Evergreen Topics

Whether you write for magazines, online markets or books, there are topics that are evergreen. Fro those of you who don’t know this term, evergreen topics are those that editors always need depending on the season and market.

For example, parenting markets look for pieces on child safety and raising confident children. In last summer, the publish pieces on going back to school. Winter topics include Christmas and how to keep your child on a regular schedule over winter break.

See what I mean? Gardening publications publish about starting seeds and native planting.

Knitting and crochet publications look for pieces on the latest yarns. They also publish patterns and how to substitute yarns or how to create garments with the perfect fit.

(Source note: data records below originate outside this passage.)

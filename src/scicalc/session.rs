//! # Calculator Session
//!
//! Runs a [`CalculatorEngine`] inside its own tokio task so that any number of
//! callers can drive it without sharing `&mut` access. Callers hold a cheap,
//! clonable [`SessionHandle`]; each request travels through an mpsc queue and
//! is applied to the engine one at a time, in arrival order.
//!
//! After each action the session:
//!
//! 1. emits [`CalculatorEvent::DisplayChanged`]
//! 2. if a history entry was recorded, emits [`CalculatorEvent::ResultRecorded`]
//! 3. if a [`SaveClient`] is attached, spawns a detached save of that entry and
//!    later reports [`CalculatorEvent::SaveCompleted`]
//!
//! Events 1 and 2 are delivered before the caller gets its [`Transition`]
//! back. Saves are never awaited by the session and their outcome never
//! touches engine state.
//!
//! Because events 1 and 2 are awaited on the session task, a handler that
//! awaits a request on its own session deadlocks; see
//! [`EventHandler`](crate::EventHandler#re-entrancy).
//!
//! The session task ends once every handle has been dropped.
//!
//! # Example
//!
//! ```rust,no_run
//! use scicalc::{Action, CalculatorEngine, CalculatorSession, Operator};
//!
//! #[tokio::main]
//! async fn main() -> Result<(), Box<dyn std::error::Error>> {
//!     let handle = CalculatorSession::new(CalculatorEngine::new()).spawn();
//!
//!     handle.press("7").await?;
//!     handle.apply(Action::Operator(Operator::Add)).await?;
//!     handle.press("3").await?;
//!     let transition = handle.press("=").await?;
//!
//!     assert_eq!(transition.display, "10");
//!     Ok(())
//! }
//! ```

use std::error::Error;
use std::fmt;
use std::sync::Arc;

use log::{debug, info, warn};
use tokio::sync::{mpsc, oneshot};

use crate::scicalc::action::Action;
use crate::scicalc::engine::{CalculatorEngine, EngineSnapshot, Transition};
use crate::scicalc::event::{CalculatorEvent, EventHandler};
use crate::scicalc::history::HistoryEntry;
use crate::scicalc::save_client::SaveClient;

/// Default depth of the action queue.
const DEFAULT_QUEUE_CAPACITY: usize = 64;

/// Error returned by [`SessionHandle`] operations.
#[derive(Debug, Clone)]
pub struct SessionError {
    message: String,
}

impl SessionError {
    pub fn new(message: impl Into<String>) -> Self {
        SessionError {
            message: message.into(),
        }
    }

    fn closed() -> Self {
        SessionError::new("session is no longer running")
    }
}

impl fmt::Display for SessionError {
    fn fmt(&self, f: &mut fmt::Formatter<'_>) -> fmt::Result {
        write!(f, "Session error: {}", self.message)
    }
}

impl Error for SessionError {}

enum Command {
    Apply {
        action: Action,
        reply: oneshot::Sender<Transition>,
    },
    Snapshot {
        reply: oneshot::Sender<EngineSnapshot>,
    },
    ClearHistory {
        reply: oneshot::Sender<()>,
    },
}

/// Builder and task state for a session.
///
/// Configure with the `with_*` methods, then call [`spawn`](Self::spawn).
pub struct CalculatorSession {
    id: String,
    engine: CalculatorEngine,
    event_handler: Option<Arc<dyn EventHandler>>,
    save_client: Option<Arc<SaveClient>>,
    queue_capacity: usize,
}

impl CalculatorSession {
    /// Wrap `engine` in a session with a fresh random id.
    pub fn new(engine: CalculatorEngine) -> Self {
        Self {
            id: uuid::Uuid::new_v4().to_string(),
            engine,
            event_handler: None,
            save_client: None,
            queue_capacity: DEFAULT_QUEUE_CAPACITY,
        }
    }

    pub fn with_id(mut self, id: impl Into<String>) -> Self {
        self.id = id.into();
        self
    }

    pub fn with_event_handler(mut self, handler: Arc<dyn EventHandler>) -> Self {
        self.event_handler = Some(handler);
        self
    }

    /// Save every recorded result through `client`.
    pub fn with_save_client(mut self, client: SaveClient) -> Self {
        self.save_client = Some(Arc::new(client));
        self
    }

    pub fn with_queue_capacity(mut self, capacity: usize) -> Self {
        self.queue_capacity = capacity.max(1);
        self
    }

    /// Start the session task. Must be called from within a tokio runtime.
    pub fn spawn(self) -> SessionHandle {
        let (sender, receiver) = mpsc::channel(self.queue_capacity);
        let id: Arc<str> = Arc::from(self.id.as_str());
        info!("calculator session {} started", id);
        tokio::spawn(self.run(receiver));
        SessionHandle { id, sender }
    }

    async fn run(mut self, mut receiver: mpsc::Receiver<Command>) {
        while let Some(command) = receiver.recv().await {
            match command {
                Command::Apply { action, reply } => {
                    let transition = self.apply(action).await;
                    // The caller may have given up waiting; the action still counts.
                    let _ = reply.send(transition);
                }
                Command::Snapshot { reply } => {
                    let _ = reply.send(self.engine.snapshot());
                }
                Command::ClearHistory { reply } => {
                    self.engine.clear_history();
                    let _ = reply.send(());
                }
            }
        }
        info!("calculator session {} closed", self.id);
    }

    async fn apply(&mut self, action: Action) -> Transition {
        let transition = action.apply(&mut self.engine);
        debug!(
            "session {}: {} -> '{}'",
            self.id, action, transition.display
        );

        self.emit(CalculatorEvent::DisplayChanged {
            session_id: self.id.clone(),
            action,
            display: transition.display.clone(),
        })
        .await;

        if let Some(entry) = &transition.recorded {
            self.emit(CalculatorEvent::ResultRecorded {
                session_id: self.id.clone(),
                expression: entry.expression.clone(),
                result: entry.result.clone(),
            })
            .await;
            self.spawn_save(entry);
        }

        transition
    }

    async fn emit(&self, event: CalculatorEvent) {
        if let Some(handler) = &self.event_handler {
            handler.on_calculator_event(&event).await;
        }
    }

    /// Fire-and-forget save of `entry`.
    fn spawn_save(&self, entry: &HistoryEntry) {
        let Some(client) = &self.save_client else {
            return;
        };

        let client = Arc::clone(client);
        let handler = self.event_handler.clone();
        let session_id = self.id.clone();
        let expression = entry.expression.clone();
        let result = entry.result.clone();

        tokio::spawn(async move {
            let outcome = client.save(&expression, &result).await;
            let error = match &outcome {
                Ok(receipt) => {
                    info!("saved '{}' as #{}", expression, receipt.id);
                    None
                }
                Err(e) => {
                    warn!("could not save '{}': {}", expression, e);
                    Some(e.to_string())
                }
            };

            if let Some(handler) = handler {
                handler
                    .on_calculator_event(&CalculatorEvent::SaveCompleted {
                        session_id,
                        expression,
                        success: error.is_none(),
                        error,
                    })
                    .await;
            }
        });
    }
}

/// Clonable handle to a running [`CalculatorSession`].
#[derive(Clone)]
pub struct SessionHandle {
    id: Arc<str>,
    sender: mpsc::Sender<Command>,
}

impl fmt::Debug for SessionHandle {
    fn fmt(&self, f: &mut fmt::Formatter<'_>) -> fmt::Result {
        f.debug_struct("SessionHandle")
            .field("id", &self.id)
            .field("closed", &self.sender.is_closed())
            .finish()
    }
}

impl SessionHandle {
    pub fn id(&self) -> &str {
        &self.id
    }

    /// Queue `action` and wait for the resulting transition.
    pub async fn apply(&self, action: Action) -> Result<Transition, SessionError> {
        let (reply, response) = oneshot::channel();
        self.send(Command::Apply { action, reply }).await?;
        response.await.map_err(|_| SessionError::closed())
    }

    /// Parse a keypad label and apply it.
    ///
    /// # Errors
    ///
    /// Fails on unknown labels (the engine is not touched) or when the
    /// session has stopped.
    pub async fn press(&self, label: &str) -> Result<Transition, SessionError> {
        let action = label
            .parse::<Action>()
            .map_err(|e| SessionError::new(e.to_string()))?;
        self.apply(action).await
    }

    /// Copy of the engine state after every previously queued action.
    pub async fn snapshot(&self) -> Result<EngineSnapshot, SessionError> {
        let (reply, response) = oneshot::channel();
        self.send(Command::Snapshot { reply }).await?;
        response.await.map_err(|_| SessionError::closed())
    }

    pub async fn clear_history(&self) -> Result<(), SessionError> {
        let (reply, response) = oneshot::channel();
        self.send(Command::ClearHistory { reply }).await?;
        response.await.map_err(|_| SessionError::closed())
    }

    async fn send(&self, command: Command) -> Result<(), SessionError> {
        self.sender
            .send(command)
            .await
            .map_err(|_| SessionError::closed())
    }
}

The key when you write an evergreen topic is to come up with a new approach. Author Richard Osman poked fun at this problem in his mystery The Thursday Murder Club. When one of the police officers comes and speaks at the retirement community, a group or residents set her straight early in her talk. She’d given her talk, “Practical Tips for Home Security,” to numerous groups but this was the first time that members of the audience had told her what not to talk about. After all, they already know to use window locks and to ask would-be repair people for IDs.

Photo by Breakingpic on Pexels.com

What does that have to do with evergreen topics? Come Easter, the editor will have seen plenty of pieces on dying eggs and creating Easter Baskets. You are going to have to come up with something new. Perhaps your family uses something other than an Easter Basket. Maybe you decorate something other than eggs. Write about that! How could you make Easter about generosity or the environment?

Whatever evergreen topic you chose to write about, make it fresh and new. One way to make sure your piece is new is to look at what has already been published. Explore your target market but explore competing markets as well.

Evergreen topics are a great starting place when it comes time to brainstorm story ideas. Just be certain to go beyond the obvious. After all, we already know about locking our windows and asking for IDs.